» **Exercise objective**
Write out the whole listing again, exactly as given.
──────
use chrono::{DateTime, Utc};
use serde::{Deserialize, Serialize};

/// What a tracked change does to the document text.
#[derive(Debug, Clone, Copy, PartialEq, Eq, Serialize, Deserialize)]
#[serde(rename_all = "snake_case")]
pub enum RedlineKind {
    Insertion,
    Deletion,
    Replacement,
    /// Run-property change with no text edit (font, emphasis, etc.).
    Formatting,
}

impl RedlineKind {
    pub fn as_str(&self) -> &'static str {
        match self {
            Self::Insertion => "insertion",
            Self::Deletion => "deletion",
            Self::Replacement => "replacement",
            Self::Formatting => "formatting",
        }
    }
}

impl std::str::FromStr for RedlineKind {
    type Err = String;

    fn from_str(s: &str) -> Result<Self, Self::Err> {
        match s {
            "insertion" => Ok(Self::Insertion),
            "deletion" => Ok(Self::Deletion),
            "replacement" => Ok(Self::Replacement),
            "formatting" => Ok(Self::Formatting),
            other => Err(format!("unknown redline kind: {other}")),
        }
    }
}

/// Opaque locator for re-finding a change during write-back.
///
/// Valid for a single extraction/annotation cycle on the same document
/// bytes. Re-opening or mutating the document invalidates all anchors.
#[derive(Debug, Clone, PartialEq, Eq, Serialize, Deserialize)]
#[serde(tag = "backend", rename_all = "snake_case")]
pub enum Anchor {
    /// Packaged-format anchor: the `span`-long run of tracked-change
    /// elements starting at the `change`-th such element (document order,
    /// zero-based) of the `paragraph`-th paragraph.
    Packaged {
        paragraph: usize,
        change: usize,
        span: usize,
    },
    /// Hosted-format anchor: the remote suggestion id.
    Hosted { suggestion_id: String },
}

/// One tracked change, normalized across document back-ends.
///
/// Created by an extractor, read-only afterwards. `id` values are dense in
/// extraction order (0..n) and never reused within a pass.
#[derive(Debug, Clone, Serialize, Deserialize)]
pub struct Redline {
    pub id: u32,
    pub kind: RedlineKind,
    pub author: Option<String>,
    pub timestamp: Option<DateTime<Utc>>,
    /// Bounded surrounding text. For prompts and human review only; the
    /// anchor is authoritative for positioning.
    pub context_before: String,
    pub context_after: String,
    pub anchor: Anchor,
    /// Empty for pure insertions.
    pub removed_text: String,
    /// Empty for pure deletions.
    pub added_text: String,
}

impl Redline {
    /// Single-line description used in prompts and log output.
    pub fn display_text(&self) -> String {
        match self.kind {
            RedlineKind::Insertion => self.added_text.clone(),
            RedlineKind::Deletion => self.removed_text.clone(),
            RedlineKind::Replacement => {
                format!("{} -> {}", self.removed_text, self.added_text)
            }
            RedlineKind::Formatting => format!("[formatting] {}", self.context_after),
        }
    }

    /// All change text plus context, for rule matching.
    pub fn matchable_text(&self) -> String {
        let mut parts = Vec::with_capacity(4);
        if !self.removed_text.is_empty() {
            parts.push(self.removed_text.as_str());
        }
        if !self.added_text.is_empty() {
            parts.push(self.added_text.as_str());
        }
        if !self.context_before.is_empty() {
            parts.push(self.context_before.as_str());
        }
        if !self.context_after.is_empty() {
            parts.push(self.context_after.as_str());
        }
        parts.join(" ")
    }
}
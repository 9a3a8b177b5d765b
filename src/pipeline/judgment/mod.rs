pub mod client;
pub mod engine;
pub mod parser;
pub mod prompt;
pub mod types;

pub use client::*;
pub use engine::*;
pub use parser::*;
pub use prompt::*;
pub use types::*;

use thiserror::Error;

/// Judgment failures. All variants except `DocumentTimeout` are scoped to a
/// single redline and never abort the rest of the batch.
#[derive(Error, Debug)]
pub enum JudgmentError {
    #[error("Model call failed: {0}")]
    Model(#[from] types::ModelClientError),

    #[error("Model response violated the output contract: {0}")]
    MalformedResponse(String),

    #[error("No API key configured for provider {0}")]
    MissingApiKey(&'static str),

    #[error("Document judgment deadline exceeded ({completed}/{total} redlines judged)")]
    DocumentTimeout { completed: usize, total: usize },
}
──────
» **Result of this exercise**
use chrono::{DateTime, Utc};
use serde::{Deserialize, Serialize};

/// What a tracked change does to the document text.
#[derive(Debug, Clone, Copy, PartialEq, Eq, Serialize, Deserialize)]
#[serde(rename_all = "snake_case")]
pub enum RedlineKind {
    Insertion,
    Deletion,
    Replacement,
    /// Run-property change with no text edit (font, emphasis, etc.).
    Formatting,
}

impl RedlineKind {
    pub fn as_str(&self) -> &'static str {
        match self {
            Self::Insertion => "insertion",
            Self::Deletion => "deletion",
            Self::Replacement => "replacement",
            Self::Formatting => "formatting",
        }
    }
}

impl std::str::FromStr for RedlineKind {
    type Err = String;

    fn from_str(s: &str) -> Result<Self, Self::Err> {
        match s {
            "insertion" => Ok(Self::Insertion),
            "deletion" => Ok(Self::Deletion),
            "replacement" => Ok(Self::Replacement),
            "formatting" => Ok(Self::Formatting),
            other => Err(format!("unknown redline kind: {other}")),
        }
    }
}

/// Opaque locator for re-finding a change during write-back.
///
/// Valid for a single extraction/annotation cycle on the same document
/// bytes. Re-opening or mutating the document invalidates all anchors.
#[derive(Debug, Clone, PartialEq, Eq, Serialize, Deserialize)]
#[serde(tag = "backend", rename_all = "snake_case")]
pub enum Anchor {
    /// Packaged-format anchor: the `span`-long run of tracked-change
    /// elements starting at the `change`-th such element (document order,
    /// zero-based) of the `paragraph`-th paragraph.
    Packaged {
        paragraph: usize,
        change: usize,
        span: usize,
    },
    /// Hosted-format anchor: the remote suggestion id.
    Hosted { suggestion_id: String },
}

/// One tracked change, normalized across document back-ends.
///
/// Created by an extractor, read-only afterwards. `id` values are dense in
/// extraction order (0..n) and never reused within a pass.
#[derive(Debug, Clone, Serialize, Deserialize)]
pub struct Redline {
    pub id: u32,
    pub kind: RedlineKind,
    pub author: Option<String>,
    pub timestamp: Option<DateTime<Utc>>,
    /// Bounded surrounding text. For prompts and human review only; the
    /// anchor is authoritative for positioning.
    pub context_before: String,
    pub context_after: String,
    pub anchor: Anchor,
    /// Empty for pure insertions.
    pub removed_text: String,
    /// Empty for pure deletions.
    pub added_text: String,
}

impl Redline {
    /// Single-line description used in prompts and log output.
    pub fn display_text(&self) -> String {
        match self.kind {
            RedlineKind::Insertion => self.added_text.clone(),
            RedlineKind::Deletion => self.removed_text.clone(),
            RedlineKind::Replacement => {
                format!("{} -> {}", self.removed_text, self.added_text)
            }
            RedlineKind::Formatting => format!("[formatting] {}", self.context_after),
        }
    }

    /// All change text plus context, for rule matching.
    pub fn matchable_text(&self) -> String {
        let mut parts = Vec::with_capacity(4);
        if !self.removed_text.is_empty() {
            parts.push(self.removed_text.as_str());
        }
        if !self.added_text.is_empty() {
            parts.push(self.added_text.as_str());
        }
        if !self.context_before.is_empty() {
            parts.push(self.context_before.as_str());
        }
        if !self.context_after.is_empty() {
            parts.push(self.context_after.as_str());
        }
        parts.join(" ")
    }
}
repository 9a3a8b177b5d765b
filename src/pipeline/judgment/mod.rs
pub mod client;
pub mod engine;
pub mod parser;
pub mod prompt;
pub mod types;

pub use client::*;
pub use engine::*;
pub use parser::*;
pub use prompt::*;
pub use types::*;

use thiserror::Error;

/// Judgment failures. All variants except `DocumentTimeout` are scoped to a
/// single redline and never abort the rest of the batch.
#[derive(Error, Debug)]
pub enum JudgmentError {
    #[error("Model call failed: {0}")]
    Model(#[from] types::ModelClientError),

    #[error("Model response violated the output contract: {0}")]
    MalformedResponse(String),

    #[error("No API key configured for provider {0}")]
    MissingApiKey(&'static str),

    #[error("Document judgment deadline exceeded ({completed}/{total} redlines judged)")]
    DocumentTimeout { completed: usize, total: usize },
}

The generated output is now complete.